In any case, there are more than dozen organizations behind this project representing what they call “independent civil society” within Cuba and in exile, groups that “cover the entire political spectrum,” said Cuesta Morúa.
He will be one of those charged with carrying this united proposal to the social forums of the Summit of the Americas, a meeting the Cuban government will attend for the first time and that will be the site of the expected meeting between the presidents of Cuba, Raul Castro, and of the United States, Barack Obama, the first after their diplomatic thaw.
Besides Cuesta Morua and Fariñas, other dissidents who will attend in Panama include Berta Soler, the leader of the Ladies in White; Elizardo Sanchez of the Cuban Commission for Human Rights and National Reconciliation (CCDHRN); and representatives of UNPACU, although not its leader José Daniel Ferrer.

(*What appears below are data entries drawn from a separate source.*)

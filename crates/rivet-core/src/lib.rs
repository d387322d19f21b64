#![warn(missing_docs)]

//! rivet-core: foundational types and utilities.
//!
//! This crate provides the minimal set of core utilities shared across all
//! layers of the rivet workspace:
//! - Configuration types
//! - Error handling
//! - The growable byte buffer with prepend margin
//!
//! Reactor and protocol logic lives in specialized crates:
//! - `rivet-reactor`: poller, channels, event loops, loop thread pool
//! - `rivet-net`: acceptor, connector, TCP connections, server/client
//! - `rivet-rpc`: wire codec, RPC channel, RPC server/client

/// Growable byte buffer with a prepend margin and scatter-read support.
pub mod buffer;
/// Configuration options for the reactor and TCP layers.
pub mod config;
/// Error types and results.
pub mod error;

pub use buffer::Buffer;
pub use config::Config;
pub use error::{Error, Result};
#![warn(missing_docs)]

//! rivet-rpc: a protobuf RPC framework over the rivet TCP layer.
//!
//! On the wire each envelope is one fixed-framed packet:
//!
//! ```text
//! +----------+-----------+------------------------+-----------+
//! | len (4)  | tag (4)   | payload (len-8 bytes)  | sum (4)   |
//! +----------+-----------+------------------------+-----------+
//! ```
//!
//! `len` counts everything after itself, the tag is the ASCII literal
//! `RPC0`, and `sum` is the zlib Adler-32 of `tag || payload`, big-endian.
//! The payload is a protobuf [`RpcMessage`] correlating calls by id.
//!
//! - [`codec`]: frame boundary handling, checksum, envelope encode/decode
//! - [`RpcChannel`]: request/response correlation and service dispatch
//! - [`RpcServer`] / [`RpcClient`]: bind channels to connections

/// Request/response correlation and inbound dispatch.
pub mod channel;
/// RPC client glue: TCP client plus one shared channel.
pub mod client;
/// Frame codec: length prefix, tag, checksum, envelope payload.
pub mod codec;
/// The wire envelope and its enums.
pub mod message;
/// RPC server glue: TCP server plus the service registry.
pub mod server;
/// The polymorphic service contract and registry types.
pub mod service;

pub use channel::RpcChannel;
pub use client::RpcClient;
pub use codec::{CodecError, RpcCodec};
pub use message::{ErrorCode, MessageType, RpcMessage};
pub use server::RpcServer;
pub use service::{decode_request, encode_response, Done, Service, ServiceMap};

Ferrer, who is not allowed to leave the island because he was one of the political prisoners of the “Group of 75” released on parole in 2010, is one of the charged with organizing a social forum parallel to the summit in Panama within the island.
On April 10 two civil society forums will be held in Cuba, one in Santiago de Cuba and another in Havana, to present the “united message” within the island as well, and to gather people’s proposals with regards to what to work on going forward.
“It will be about a coming together of those of us who feel ourselves to be members of the democratic open forum to share views about the need for changes in human rights, freedoms and the election system, given that Cuba is not the only country on the continent with a single party,” Ferrer explained to EFE.
In the joint statement, these groups demand that Cuba’s participation in the summit for the first time serve the ends of the final insertion of the island into the inter-American system following the principles of the Inter-American Democratic Charter.
In this sense, they denounce the repression of those exercising the rights of expression, assembly and association in Cuba; the existence of political prisoners; the prohibition of a representative and multiparty democracy; the refusal to consult the people about their future; and the unwillingness to ratify the UN Covenants on civil, political, economic, social and cultural rights.
The social forums to be held in parallel with the summit in Panama, will also be attended by more than one hundred representatives of Cuban civil society and government organizations on the island.
The text prepared by these activists expresses different views and the “rich diversity, in the Agreement for Democracy, in the Points of Cuban Consensus, in the proposals of the Forum for Rights and Freedoms, and the Open Forum Four Points of Consensus.”
The document also reflects the willingness of “most of our alternatives” to “working together, in order to return Cuba as a free and sovereign nation to a hemispheric environment where democracy and institutional respect for human rights and fundamental freedoms prevail.”